We have now randint that is used with a parameter len in which case it returns an array. This array is usually rendered as a C literal but with fmt=None we get a Python list instead, so we can iterate on its values latter on (see //for loops).

With this program saved as algo.c, you can run badass p5 algo.c to generate a randomised instance. The problem with this command is that (1) we get the resulting code but not the value of the random parameters, but they are required to generate questions about the code; and (2) the pseudo-random number generator being seeded with a fixed constant, we’ll generate always the same program (this latter remark gives me the idea to add an option in badass CLI).

Retrieving the parameters to generate questions

To retrieve and use the random parameters, we use badass.p5 as a library, see gen/cgen.py for the full code.

First, we define a class Exo that extends p5.PrePreProcessor. It’s constructor fixes the path of the source code and retrieves the three parameters needed to know what the code does (in attribute self.top.cppenv):

import tempfile, subprocess, pathlib, random
import badass.p5 as p5

class Exo (p5.PrePreProcessor) :
    def __init__ (self, path="algo.c") :
        super().__init__(path)
        self.swap = self.top.cppenv["swap"]
        self.join = self.top.cppenv["join"]
        self.comp = self.top.cppenv["comp"]

Then, we define a method run to compile the code, run it, and retrieve its standard output (attribute self.cpp is the source code fully processed):

    def run (self) :
        with tempfile.NamedTemporaryFile(mode="w", encoding="utf-8", suffix=".c") as tmp :
            tmp.write(self.cpp)
            tmp.flush()
            subprocess.check_output(["gcc", tmp.name])
        return subprocess.run(["./a.out"],
                              capture_output=True,
                              encoding="utf-8").stdout.strip()

Now, we define a method that computes the expected result of the generic code according to its parameters swap, join, and comp, it will be used to check that the generated programs are correct, it will also be used to compute the function result on varied parameters:

    def compute (self, swap, join, comp) :
        U, V = self.top.cppenv["TABU_VAL"], self.top.cppenv["TABV_VAL"]
        if swap :
            U, V = V, U
        if join == "and" :
            T = [u for u in U if u in V]
        elif join == "sub" :
            T = [u for u in U if u not in V]
        else :
            assert False, "unexpected case"
        if comp == "min" :
            return min(T, default=999)
        elif comp == "max" :
            return max(T, default=0)
        elif comp == "sum" :
            return sum(T, 0)
        elif comp == "num" :
            return len(T)
        else :
            assert False, "unexpected case"

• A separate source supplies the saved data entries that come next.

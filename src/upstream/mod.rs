//! Clients for the third-party HTTP APIs.
//!
//! Both clients share the same conventions: a `reqwest::Client` built once
//! with a fixed timeout, typed response structs, and explicit mapping of
//! connect/timeout failures into readable error messages.

pub mod nominatim;
pub mod randomuser;

pub use nominatim::NominatimClient;
pub use randomuser::RandomUserClient;
//! HTTP server exposing the identity page.
//!
//! One page route plus a health probe. The index handler is the final
//! safety net: whatever goes wrong, the client gets the generic error
//! page with a non-2xx status instead of a hung or crashed worker.

use std::net::SocketAddr;
use std::sync::Arc;

use anyhow::{Context, Result};
use axum::extract::{Query, State};
use axum::http::StatusCode;
use axum::response::{Html, IntoResponse, Response};
use axum::routing::get;
use axum::Router;
use serde::Deserialize;
use tower_http::trace::TraceLayer;
use tracing::{error, info, warn};

use crate::error::UnknownCountry;
use crate::generator::IdentityGenerator;
use crate::geo::CountryCode;
use crate::page::{render_error_page, render_page};

/// Shared application state. Immutable after startup; the generator's
/// HTTP clients are internally shareable.
pub struct AppState {
    pub generator: IdentityGenerator,
    pub default_country: CountryCode,
}

/// The HTTP server.
pub struct Server {
    addr: SocketAddr,
    state: Arc<AppState>,
}

impl Server {
    pub fn new(addr: SocketAddr, generator: IdentityGenerator, default_country: CountryCode) -> Self {
        let state = Arc::new(AppState {
            generator,
            default_country,
        });
        Self { addr, state }
    }

    /// Creates the router.
    fn router(&self) -> Router {
        Router::new()
            .route("/", get(index))
            .route("/health", get(health))
            .with_state(self.state.clone())
            .layer(TraceLayer::new_for_http())
    }

    /// Runs the server until Ctrl+C or SIGTERM.
    pub async fn run(self) -> Result<()> {
        let router = self.router();

        info!(addr = %self.addr, "Starting identikit server");

        let listener = tokio::net::TcpListener::bind(self.addr)
            .await
            .with_context(|| format!("Failed to bind {}", self.addr))?;

        let shutdown_signal = async {
            let ctrl_c = async {
                tokio::signal::ctrl_c()
                    .await
                    .expect("Failed to install Ctrl+C handler");
            };

            #[cfg(unix)]
            let terminate = async {
                tokio::signal::unix::signal(tokio::signal::unix::SignalKind::terminate())
                    .expect("Failed to install signal handler")
                    .recv()
                    .await;
            };

            #[cfg(not(unix))]
            let terminate = std::future::pending::<()>();

            tokio::select! {
                () = ctrl_c => {
                    info!("Received Ctrl+C, shutting down");
                },
                () = terminate => {
                    info!("Received SIGTERM, shutting down");
                },
            }
        };

        axum::serve(listener, router)
            .with_graceful_shutdown(shutdown_signal)
            .await
            .context("Server error")?;

        info!("Server shutdown complete");

        Ok(())
    }
}

/// Query parameters accepted by the index page.
#[derive(Debug, Deserialize)]
struct PageQuery {
    country: Option<String>,
}

/// Resolve the effective country from the query parameter, if any.
fn resolve_country(
    requested: Option<&str>,
    default_country: CountryCode,
) -> Result<CountryCode, UnknownCountry> {
    match requested {
        Some(raw) => raw.parse(),
        None => Ok(default_country),
    }
}

fn error_page_response(status: StatusCode, message: &str) -> Response {
    (status, Html(render_error_page(message))).into_response()
}

async fn index(
    State(state): State<Arc<AppState>>,
    Query(query): Query<PageQuery>,
) -> Response {
    match build_page(&state, &query).await {
        Ok(html) => Html(html).into_response(),
        Err(e) => {
            if let Some(unknown) = e.downcast_ref::<UnknownCountry>() {
                warn!(error = %unknown, "Rejected request");
                error_page_response(StatusCode::BAD_REQUEST, &unknown.to_string())
            } else {
                error!(error = %e, "Failed to build identity page");
                error_page_response(StatusCode::INTERNAL_SERVER_ERROR, &e.to_string())
            }
        }
    }
}

async fn build_page(state: &AppState, query: &PageQuery) -> Result<String> {
    let country = resolve_country(query.country.as_deref(), state.default_country)?;
    let identity = state.generator.generate(country).await;
    Ok(render_page(&identity))
}

async fn health() -> &'static str {
    "OK"
}

#[cfg(test)]
mod tests {
    use super::*;

    #[test]
    fn test_resolve_country_uses_default() {
        let country = resolve_country(None, CountryCode::Ch).unwrap();
        assert_eq!(country, CountryCode::Ch);
    }

    #[test]
    fn test_resolve_country_parses_query() {
        let country = resolve_country(Some("au"), CountryCode::Ch).unwrap();
        assert_eq!(country, CountryCode::Au);
    }

    #[test]
    fn test_resolve_country_rejects_unknown() {
        let err = resolve_country(Some("XX"), CountryCode::Au).unwrap_err();
        assert_eq!(err, UnknownCountry("XX".to_string()));
    }
}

To ask students what their algorithms do, we also need a method that enumerates all the possible variants for our generic algorithm:

{% raw %}
    def algos (self, tex=False) :
        _comp = {"min" : "the smallest value that is",
                 "max" : "the largest value that is",
                 "sum" : "the sum of the values that are",
                 "num" : "the number of values that are"}
        _join = {"sub" : "in {X} but not in {Y}",
                 "and" : "both in {X} and in {Y}"}
        for swap in (0, 1) :
            X, Y = self.top.cppenv["A"], self.top.cppenv["B"]
            if swap :
                X, Y = Y, X
            if tex :
                X = fr"\texttt{{{X}}}"
                Y = fr"\texttt{{{Y}}}"
            for join in ("sub", "and") :
                for comp in ("min", "max", "sum", "num") :
                    where = _join[join].format(X=X, Y=Y)
                    good = (swap, join, comp) == (self.swap, self.join, self.comp)
                    value = self.compute(swap, join, comp)
                    if good :
                        assert int(self.run()) == value, "inconsistent value"
                    yield good, value, f"{_comp[comp]} {where}"
{% endraw %}

Parameter tex allows to chose whether to output text as LaTeX code or plain text (default). Essentially, we enumerate all the possible values for the generic parameters swap, join and comp, and for each combination yield a tuple with:

  1. A Boolean that is True iff current combination is that of this instance of Exo
  2. The value expected from a run of the function with these parameters
  3. A sentence that describes in English what this variant actually computes

Note the assert int(self.run()) == value, "inconsistent value" that checks whether the actual code provides the expected result.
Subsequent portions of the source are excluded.